When you're in charge of family meals, a trip to the grocery store may seem like a daunting task as you navigate the dizzying array of options while trying to stay within the food budget. Here are some tips for sticking to your budget and reducing your food spending.
Big Ticket Items
Some foods put a noticeable dent in the budget. For instance, meat tends to be the most expensive item in the grocery cart. Substituting plant-based protein choices for meat can help decrease your grocery expenses. Dried beans, peas and lentils are inexpensive and can be made in big batches and frozen for later use, so you always have them on hand. Or, to save time, buy canned versions of these items, which are still very affordable. Opt for low sodium or no-salt-added varieties. Watch out for convenience foods, such as pre-cut vegetables and single-serving packaged foods — they're time savers, but not so budget-friendly. Fresh produce that's not in season can add serious digits to your total at checkout as well.
Small Changes Lead to Big Savings
Cooking just about anything from scratch will yield health and financial benefits. Start by keeping an eye on specials at the meat counter and incorporate those items into the menu. To save even more, try spreading it out in several meals in a casserole, stir-fry or soup. When purchasing fresh produce, buy it in season and in its most basic form. There is extra cost associated with convenience, so be strategic about produce purchases. The least expensive choices usually will be what is in season and in its natural form, and the most expensive likely will be pre-cut and packaged produce. Canned and frozen choices fall across the price spectrum and make great pantry staples, so you never fail to fill half your plate with fruits and veggies. When choosing canned produce, look for varieties with no salt or sugar added. Produce that comes bagged, such as apples or potatoes, may be cheaper than buying individual pieces.
Method to the Madness
Being intentional about saving money on food means being organized and going in with a plan. Plan your meals for the week, make a list and stick to it to minimize impulse buying. Unit price is a sometimes overlooked savings strategy. Buying a larger size of the food you want because it has a lower unit price helps save money in the long run. For instance, a large container of yogurt that you have to dish out is usually cheaper per ounce than purchasing individual cups of yogurt. Just make sure you can eat all of the food before it starts to go bad. Wasted food is wasted money.
Meal Planning Tips
Food waste adds up quickly, so plan to eliminate it as much as possible. Before you head to the store, check your refrigerator, freezer, cabinets and pantry for what you already have. Practice the "first in, first out" rule. This means that you eat what is oldest and rotate newer items behind the older stuff. That way, you easily reach for items that are closer to their expiration dates and reduce the chances of wasting food. Another great tip to prevent food waste is freezing half your loaf of bread. Consider buying half of your produce now and make a quick mid-week stop at the store just to fill up on produce. This way you always have fresh produce on hand and aren't wasting anything.
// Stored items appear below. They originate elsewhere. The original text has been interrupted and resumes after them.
//! Classified attendance records.
//!
//! This module contains [`ClassifiedPunch`], the per-day outcome of comparing
//! punches against a resolved schedule, and the [`PunctualityState`] it
//! carries.

use std::fmt;
use std::str::FromStr;

use chrono::{NaiveDate, NaiveDateTime};
use rust_decimal::Decimal;
use serde::{Deserialize, Serialize};

use super::PunchType;

/// Punctuality outcome of one scheduled day.
///
/// Serialized with the labels used by the attendance reports.
///
/// # Example
///
/// ```
/// use attendance_engine::models::PunctualityState;
///
/// let state: PunctualityState = "TARDANZA".parse().unwrap();
/// assert_eq!(state, PunctualityState::Tardy);
/// assert!(state.is_present());
/// assert_eq!(PunctualityState::Absent.to_string(), "FALTA");
/// ```
#[derive(Debug, Clone, Copy, PartialEq, Eq, Hash, Serialize, Deserialize)]
pub enum PunctualityState {
    /// Entry within the lateness allowance.
    #[serde(rename = "PUNTUAL")]
    OnTime,
    /// Entry later than the lateness allowance.
    #[serde(rename = "TARDANZA")]
    Tardy,
    /// Scheduled, but no punch anywhere in the day's span.
    #[serde(rename = "FALTA")]
    Absent,
    /// Rest day.
    #[serde(rename = "DESCANSO")]
    Rest,
    /// On vacation.
    #[serde(rename = "VACACIONES")]
    Vacation,
    /// On an approved permit.
    #[serde(rename = "PERMISO")]
    Permission,
    /// Punches in the span, but none in the entry window.
    #[serde(rename = "INCOMPLETO")]
    Incomplete,
    /// The schedule for the date could not be resolved.
    #[serde(rename = "SIN_HORARIO")]
    Unresolved,
}

impl PunctualityState {
    /// The report label for the state.
    pub fn label(self) -> &'static str {
        match self {
            PunctualityState::OnTime => "PUNTUAL",
            PunctualityState::Tardy => "TARDANZA",
            PunctualityState::Absent => "FALTA",
            PunctualityState::Rest => "DESCANSO",
            PunctualityState::Vacation => "VACACIONES",
            PunctualityState::Permission => "PERMISO",
            PunctualityState::Incomplete => "INCOMPLETO",
            PunctualityState::Unresolved => "SIN_HORARIO",
        }
    }

    /// Returns true for states that count as a day present.
    pub fn is_present(self) -> bool {
        matches!(self, PunctualityState::OnTime | PunctualityState::Tardy)
    }

    /// Returns true for states that count towards the scheduled total.
    pub fn is_scheduled(self) -> bool {
        !matches!(self, PunctualityState::Rest | PunctualityState::Unresolved)
    }
}

impl fmt::Display for PunctualityState {
    fn fmt(&self, f: &mut fmt::Formatter<'_>) -> fmt::Result {
        f.write_str(self.label())
    }
}

impl FromStr for PunctualityState {
    type Err = String;

    fn from_str(s: &str) -> Result<Self, Self::Err> {
        match s.trim().to_uppercase().as_str() {
            "PUNTUAL" => Ok(PunctualityState::OnTime),
            "TARDANZA" => Ok(PunctualityState::Tardy),
            "FALTA" | "AUSENTE" => Ok(PunctualityState::Absent),
            "DESCANSO" => Ok(PunctualityState::Rest),
            "VACACIONES" => Ok(PunctualityState::Vacation),
            "PERMISO" => Ok(PunctualityState::Permission),
            "INCOMPLETO" => Ok(PunctualityState::Incomplete),
            "SIN_HORARIO" => Ok(PunctualityState::Unresolved),
            other => Err(format!("unknown punctuality state '{}'", other)),
        }
    }
}

/// Overtime minutes falling into one tier.
#[derive(Debug, Clone, PartialEq, Eq, Serialize, Deserialize)]
pub struct OvertimeSplit {
    /// Tier number, 1 to 3.
    pub level: u8,
    /// Minutes paid at this tier.
    pub minutes: i64,
    /// Pay multiplier percentage of the tier.
    pub percentage: Decimal,
}

/// The classified outcome for one employee on one date.
///
/// Optional numeric fields are `None` when the value does not apply (rest
/// days, absences, leave) and `Some(0)` when it was computed as zero.
#[derive(Debug, Clone, PartialEq, Eq, Serialize, Deserialize)]
pub struct ClassifiedPunch {
    /// The employee.
    pub employee_id: String,
    /// The calendar date the schedule belongs to.
    pub date: NaiveDate,
    /// The shift (or shift name, for store rows).
    #[serde(default)]
    pub shift_id: Option<String>,
    /// The interval in effect.
    #[serde(default)]
    pub interval_id: Option<String>,
    /// True if the interval came from an exception.
    #[serde(default)]
    pub is_exception: bool,
    /// Entry/exit type of the store row; `None` for a whole-day record.
    #[serde(default)]
    pub row_type: Option<PunchType>,
    /// Outcome of the classification.
    pub state: PunctualityState,
    /// Expected entry timestamp.
    #[serde(default)]
    pub expected_entry: Option<NaiveDateTime>,
    /// Expected exit timestamp.
    #[serde(default)]
    pub expected_exit: Option<NaiveDateTime>,
    /// Every punch attributed to the day, after manual corrections.
    #[serde(default)]
    pub punches: Vec<NaiveDateTime>,
    /// The punch used as the entry mark.
    #[serde(default)]
    pub entry_punch: Option<NaiveDateTime>,
    /// The punch used as the exit mark.
    #[serde(default)]
    pub exit_punch: Option<NaiveDateTime>,
    /// Whole minutes after the expected entry (truncated).
    #[serde(default)]
    pub minutes_late: Option<i64>,
    /// Whole minutes before the expected exit (truncated).
    #[serde(default)]
    pub minutes_early: Option<i64>,
    /// Whole minutes the entry punch preceded the expected entry.
    #[serde(default)]
    pub early_arrival_minutes: Option<i64>,
    /// True if the early departure exceeds the interval's allowance.
    #[serde(default)]
    pub left_early: bool,
    /// Minutes worked between entry and exit, less unpaid breaks.
    #[serde(default)]
    pub worked_minutes: Option<i64>,
    /// Extra minutes split by overtime tier.
    #[serde(default)]
    pub overtime: Vec<OvertimeSplit>,
    /// Manual adjustment reason, verbatim.
    #[serde(default)]
    pub remark: Option<String>,
    /// Permit-type label when the day is covered by leave.
    #[serde(default)]
    pub leave_label: Option<String>,
}

impl ClassifiedPunch {
    /// Creates a record with the given state and no measurements.
    pub fn bare(employee_id: impl Into<String>, date: NaiveDate, state: PunctualityState) -> Self {
        Self {
            employee_id: employee_id.into(),
            date,
            shift_id: None,
            interval_id: None,
            is_exception: false,
            row_type: None,
            state,
            expected_entry: None,
            expected_exit: None,
            punches: Vec::new(),
            entry_punch: None,
            exit_punch: None,
            minutes_late: None,
            minutes_early: None,
            early_arrival_minutes: None,
            left_early: false,
            worked_minutes: None,
            overtime: Vec::new(),
            remark: None,
            leave_label: None,
        }
    }

    /// Total overtime minutes across tiers.
    pub fn overtime_minutes(&self) -> i64 {
        self.overtime.iter().map(|o| o.minutes).sum()
    }
}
Create menus around the foods you have already and choose recipes for the week that incorporate overlapping ingredients. If shopping from home is offered in your area, some grocery services allow you to compare prices between products to get the best value possible on the items you want.
Getting the most bang for your buck takes determination and planning, but it's worth it as you enjoy the satisfaction of using your money wisely, and maybe even having some left over from the savings!
The U.S. Department of Agriculture also offers resources for ways to reduce food spending and shop within a budget. With the right strategies, it's possible!